__Task statement__: Could you write out the whole listing exactly as it appears?

__Data to process__:
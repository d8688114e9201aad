//! Single-writer actor owning one room.
//!
//! Every mutation of a room goes through one task: keystrokes, joins and
//! leaves from connected clients, ticks from the room's own timers, and events
//! published by other observers on the room topic. Local and remote events go
//! through the same [`RaceReplica`] merge, so the actor converges with every
//! other observer that saw the same events.
//!
//! Persistence and broadcast are fire-and-forget. Records are handed to a
//! flush task over an unbounded channel; a failing store is logged and the race
//! carries on. When the broadcast link drops the view is marked stale, local
//! typing keeps working, and on reconnection the actor re-reads the participant
//! table from the store and merges it as absolute snapshots.

use crate::bus::{Connectivity, Envelope, ObserverId, Subscription, Transport};
use crate::store::RaceStore;
use crate::timers::{Clock, TimerId, TimerManager};
use log::{debug, info, trace, warn};
use shared::metrics;
use shared::{
    Counters, Keystroke, KeystrokeOutcome, Participant, ParticipantId, RaceError, RaceEvent,
    RaceReplica, Room, RoomCode, RoomId, RoomSnapshot, RoomStatus, TypingCursor, COUNTDOWN_TICKS,
};
use std::collections::{HashMap, HashSet};
use std::sync::Arc;
use std::time::Duration;
use tokio::sync::{broadcast, mpsc, oneshot, watch};
use tokio::task::JoinHandle;

pub const MAILBOX_CAPACITY: usize = 256;
pub const EVENT_CAPACITY: usize = 256;

/// How long `Close` waits for queued writes before abandoning them.
const FLUSH_DRAIN_TIMEOUT: Duration = Duration::from_secs(2);

/// Called once per participant when their finish is accepted.
pub type FinishHook = Arc<dyn Fn(&Participant) + Send + Sync>;

#[derive(Debug, Clone, PartialEq)]
pub struct JoinAccepted {
    pub participant_id: ParticipantId,
    pub snapshot: RoomSnapshot,
}

pub enum RoomCommand {
    Join {
        display_name: String,
        reply: oneshot::Sender<Result<JoinAccepted, RaceError>>,
    },
    Leave {
        participant_id: ParticipantId,
        reply: oneshot::Sender<Result<(), RaceError>>,
    },
    StartCountdown {
        requested_by: ParticipantId,
        reply: oneshot::Sender<Result<(), RaceError>>,
    },
    Keystroke {
        participant_id: ParticipantId,
        key: Keystroke,
        reply: oneshot::Sender<Result<Counters, RaceError>>,
    },
    CountdownTick {
        remaining: u8,
    },
    RaceTimeout,
    Snapshot {
        reply: oneshot::Sender<RoomSnapshot>,
    },
    Close {
        reply: oneshot::Sender<()>,
    },
}

#[derive(Clone)]
pub struct ActorOptions {
    pub countdown_interval: Duration,
    /// `None` means a race only ends when every active participant finished.
    pub race_timeout: Option<Duration>,
    pub clock: Clock,
    pub finish_hook: Option<FinishHook>,
}

impl Default for ActorOptions {
    fn default() -> Self {
        Self {
            countdown_interval: Duration::from_secs(1),
            race_timeout: None,
            clock: Clock::system(),
            finish_hook: None,
        }
    }
}

enum FlushJob {
    Room(Room),
    Participant(Participant),
}

async fn run_flush<S: RaceStore>(store: Arc<S>, mut jobs: mpsc::UnboundedReceiver<FlushJob>) {
    while let Some(job) = jobs.recv().await {
        let (what, result) = match job {
            FlushJob::Room(room) => (format!("room {}", room.code), store.update_room(room).await),
            FlushJob::Participant(p) => (
                format!("participant {}", p.id),
                store.upsert_participant(p).await,
            ),
        };
        match result {
            Ok(()) => trace!("Persisted {}", what),
            Err(e) => warn!("Failed to persist {}: {}", what, RaceError::from(e)),
        }
    }
}

/// Cheap cloneable front of a running room actor.
#[derive(Clone, Debug)]
pub struct RoomHandle {
    code: RoomCode,
    room_id: RoomId,
    commands: mpsc::Sender<RoomCommand>,
    events: broadcast::Sender<RaceEvent>,
}

impl RoomHandle {
    pub fn code(&self) -> &RoomCode {
        &self.code
    }

    pub fn room_id(&self) -> RoomId {
        self.room_id
    }

    /// Every event the actor accepts, local or remote, in acceptance order.
    pub fn subscribe(&self) -> broadcast::Receiver<RaceEvent> {
        self.events.subscribe()
    }

    pub fn is_closed(&self) -> bool {
        self.commands.is_closed()
    }

    async fn request<T>(
        &self,
        command: impl FnOnce(oneshot::Sender<T>) -> RoomCommand,
    ) -> Result<T, RaceError> {
        let (reply, response) = oneshot::channel();
        self.commands
            .send(command(reply))
            .await
            .map_err(|_| RaceError::RoomClosed)?;
        response.await.map_err(|_| RaceError::RoomClosed)
    }

    pub async fn join(&self, display_name: impl Into<String>) -> Result<JoinAccepted, RaceError> {
        let display_name = display_name.into();
        self.request(|reply| RoomCommand::Join {
            display_name,
            reply,
        })
        .await?
    }

    pub async fn leave(&self, participant_id: ParticipantId) -> Result<(), RaceError> {
        self.request(|reply| RoomCommand::Leave {
            participant_id,
            reply,
        })
        .await?
    }

    pub async fn start_countdown(&self, requested_by: ParticipantId) -> Result<(), RaceError> {
        self.request(|reply| RoomCommand::StartCountdown {
            requested_by,
            reply,
        })
        .await?
    }

    /// Applies one keystroke and returns the participant's counters afterwards.
    pub async fn keystroke(
        &self,
        participant_id: ParticipantId,
        key: Keystroke,
    ) -> Result<Counters, RaceError> {
        self.request(|reply| RoomCommand::Keystroke {
            participant_id,
            key,
            reply,
        })
        .await?
    }

    pub async fn snapshot(&self) -> Result<RoomSnapshot, RaceError> {
        self.request(|reply| RoomCommand::Snapshot { reply }).await
    }

    /// Cancels timers, drains pending writes and unsubscribes.
    pub async fn close(&self) -> Result<(), RaceError> {
        self.request(|reply| RoomCommand::Close { reply }).await
    }
}

pub struct RoomActor<S: RaceStore> {
    room: Room,
    replica: RaceReplica,
    cursors: HashMap<ParticipantId, TypingCursor>,
    next_participant_id: u32,
    notified: HashSet<ParticipantId>,

    origin: ObserverId,
    topic: String,
    transport: Arc<dyn Transport>,
    subscription: Option<Subscription>,
    connectivity: watch::Receiver<Connectivity>,
    watching_connectivity: bool,

    store: Arc<S>,
    flush_tx: Option<mpsc::UnboundedSender<FlushJob>>,
    flush_task: JoinHandle<()>,

    commands: mpsc::Receiver<RoomCommand>,
    events: broadcast::Sender<RaceEvent>,
    timers: TimerManager,
    options: ActorOptions,
}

__Task output__:
repository d8688114e9201aad
//! Single-writer actor owning one room.
//!
//! Every mutation of a room goes through one task: keystrokes, joins and
//! leaves from connected clients, ticks from the room's own timers, and events
//! published by other observers on the room topic. Local and remote events go
//! through the same [`RaceReplica`] merge, so the actor converges with every
//! other observer that saw the same events.
//!
//! Persistence and broadcast are fire-and-forget. Records are handed to a
//! flush task over an unbounded channel; a failing store is logged and the race
//! carries on. When the broadcast link drops the view is marked stale, local
//! typing keeps working, and on reconnection the actor re-reads the participant
//! table from the store and merges it as absolute snapshots.

use crate::bus::{Connectivity, Envelope, ObserverId, Subscription, Transport};
use crate::store::RaceStore;
use crate::timers::{Clock, TimerId, TimerManager};
use log::{debug, info, trace, warn};
use shared::metrics;
use shared::{
    Counters, Keystroke, KeystrokeOutcome, Participant, ParticipantId, RaceError, RaceEvent,
    RaceReplica, Room, RoomCode, RoomId, RoomSnapshot, RoomStatus, TypingCursor, COUNTDOWN_TICKS,
};
use std::collections::{HashMap, HashSet};
use std::sync::Arc;
use std::time::Duration;
use tokio::sync::{broadcast, mpsc, oneshot, watch};
use tokio::task::JoinHandle;

pub const MAILBOX_CAPACITY: usize = 256;
pub const EVENT_CAPACITY: usize = 256;

/// How long `Close` waits for queued writes before abandoning them.
const FLUSH_DRAIN_TIMEOUT: Duration = Duration::from_secs(2);

/// Called once per participant when their finish is accepted.
pub type FinishHook = Arc<dyn Fn(&Participant) + Send + Sync>;

#[derive(Debug, Clone, PartialEq)]
pub struct JoinAccepted {
    pub participant_id: ParticipantId,
    pub snapshot: RoomSnapshot,
}

pub enum RoomCommand {
    Join {
        display_name: String,
        reply: oneshot::Sender<Result<JoinAccepted, RaceError>>,
    },
    Leave {
        participant_id: ParticipantId,
        reply: oneshot::Sender<Result<(), RaceError>>,
    },
    StartCountdown {
        requested_by: ParticipantId,
        reply: oneshot::Sender<Result<(), RaceError>>,
    },
    Keystroke {
        participant_id: ParticipantId,
        key: Keystroke,
        reply: oneshot::Sender<Result<Counters, RaceError>>,
    },
    CountdownTick {
        remaining: u8,
    },
    RaceTimeout,
    Snapshot {
        reply: oneshot::Sender<RoomSnapshot>,
    },
    Close {
        reply: oneshot::Sender<()>,
    },
}

#[derive(Clone)]
pub struct ActorOptions {
    pub countdown_interval: Duration,
    /// `None` means a race only ends when every active participant finished.
    pub race_timeout: Option<Duration>,
    pub clock: Clock,
    pub finish_hook: Option<FinishHook>,
}

impl Default for ActorOptions {
    fn default() -> Self {
        Self {
            countdown_interval: Duration::from_secs(1),
            race_timeout: None,
            clock: Clock::system(),
            finish_hook: None,
        }
    }
}

enum FlushJob {
    Room(Room),
    Participant(Participant),
}

async fn run_flush<S: RaceStore>(store: Arc<S>, mut jobs: mpsc::UnboundedReceiver<FlushJob>) {
    while let Some(job) = jobs.recv().await {
        let (what, result) = match job {
            FlushJob::Room(room) => (format!("room {}", room.code), store.update_room(room).await),
            FlushJob::Participant(p) => (
                format!("participant {}", p.id),
                store.upsert_participant(p).await,
            ),
        };
        match result {
            Ok(()) => trace!("Persisted {}", what),
            Err(e) => warn!("Failed to persist {}: {}", what, RaceError::from(e)),
        }
    }
}

/// Cheap cloneable front of a running room actor.
#[derive(Clone, Debug)]
pub struct RoomHandle {
    code: RoomCode,
    room_id: RoomId,
    commands: mpsc::Sender<RoomCommand>,
    events: broadcast::Sender<RaceEvent>,
}

impl RoomHandle {
    pub fn code(&self) -> &RoomCode {
        &self.code
    }

    pub fn room_id(&self) -> RoomId {
        self.room_id
    }

    /// Every event the actor accepts, local or remote, in acceptance order.
    pub fn subscribe(&self) -> broadcast::Receiver<RaceEvent> {
        self.events.subscribe()
    }

    pub fn is_closed(&self) -> bool {
        self.commands.is_closed()
    }

    async fn request<T>(
        &self,
        command: impl FnOnce(oneshot::Sender<T>) -> RoomCommand,
    ) -> Result<T, RaceError> {
        let (reply, response) = oneshot::channel();
        self.commands
            .send(command(reply))
            .await
            .map_err(|_| RaceError::RoomClosed)?;
        response.await.map_err(|_| RaceError::RoomClosed)
    }

    pub async fn join(&self, display_name: impl Into<String>) -> Result<JoinAccepted, RaceError> {
        let display_name = display_name.into();
        self.request(|reply| RoomCommand::Join {
            display_name,
            reply,
        })
        .await?
    }

    pub async fn leave(&self, participant_id: ParticipantId) -> Result<(), RaceError> {
        self.request(|reply| RoomCommand::Leave {
            participant_id,
            reply,
        })
        .await?
    }

    pub async fn start_countdown(&self, requested_by: ParticipantId) -> Result<(), RaceError> {
        self.request(|reply| RoomCommand::StartCountdown {
            requested_by,
            reply,
        })
        .await?
    }

    /// Applies one keystroke and returns the participant's counters afterwards.
    pub async fn keystroke(
        &self,
        participant_id: ParticipantId,
        key: Keystroke,
    ) -> Result<Counters, RaceError> {
        self.request(|reply| RoomCommand::Keystroke {
            participant_id,
            key,
            reply,
        })
        .await?
    }

    pub async fn snapshot(&self) -> Result<RoomSnapshot, RaceError> {
        self.request(|reply| RoomCommand::Snapshot { reply }).await
    }

    /// Cancels timers, drains pending writes and unsubscribes.
    pub async fn close(&self) -> Result<(), RaceError> {
        self.request(|reply| RoomCommand::Close { reply }).await
    }
}

pub struct RoomActor<S: RaceStore> {
    room: Room,
    replica: RaceReplica,
    cursors: HashMap<ParticipantId, TypingCursor>,
    next_participant_id: u32,
    notified: HashSet<ParticipantId>,

    origin: ObserverId,
    topic: String,
    transport: Arc<dyn Transport>,
    subscription: Option<Subscription>,
    connectivity: watch::Receiver<Connectivity>,
    watching_connectivity: bool,

    store: Arc<S>,
    flush_tx: Option<mpsc::UnboundedSender<FlushJob>>,
    flush_task: JoinHandle<()>,

    commands: mpsc::Receiver<RoomCommand>,
    events: broadcast::Sender<RaceEvent>,
    timers: TimerManager,
    options: ActorOptions,
}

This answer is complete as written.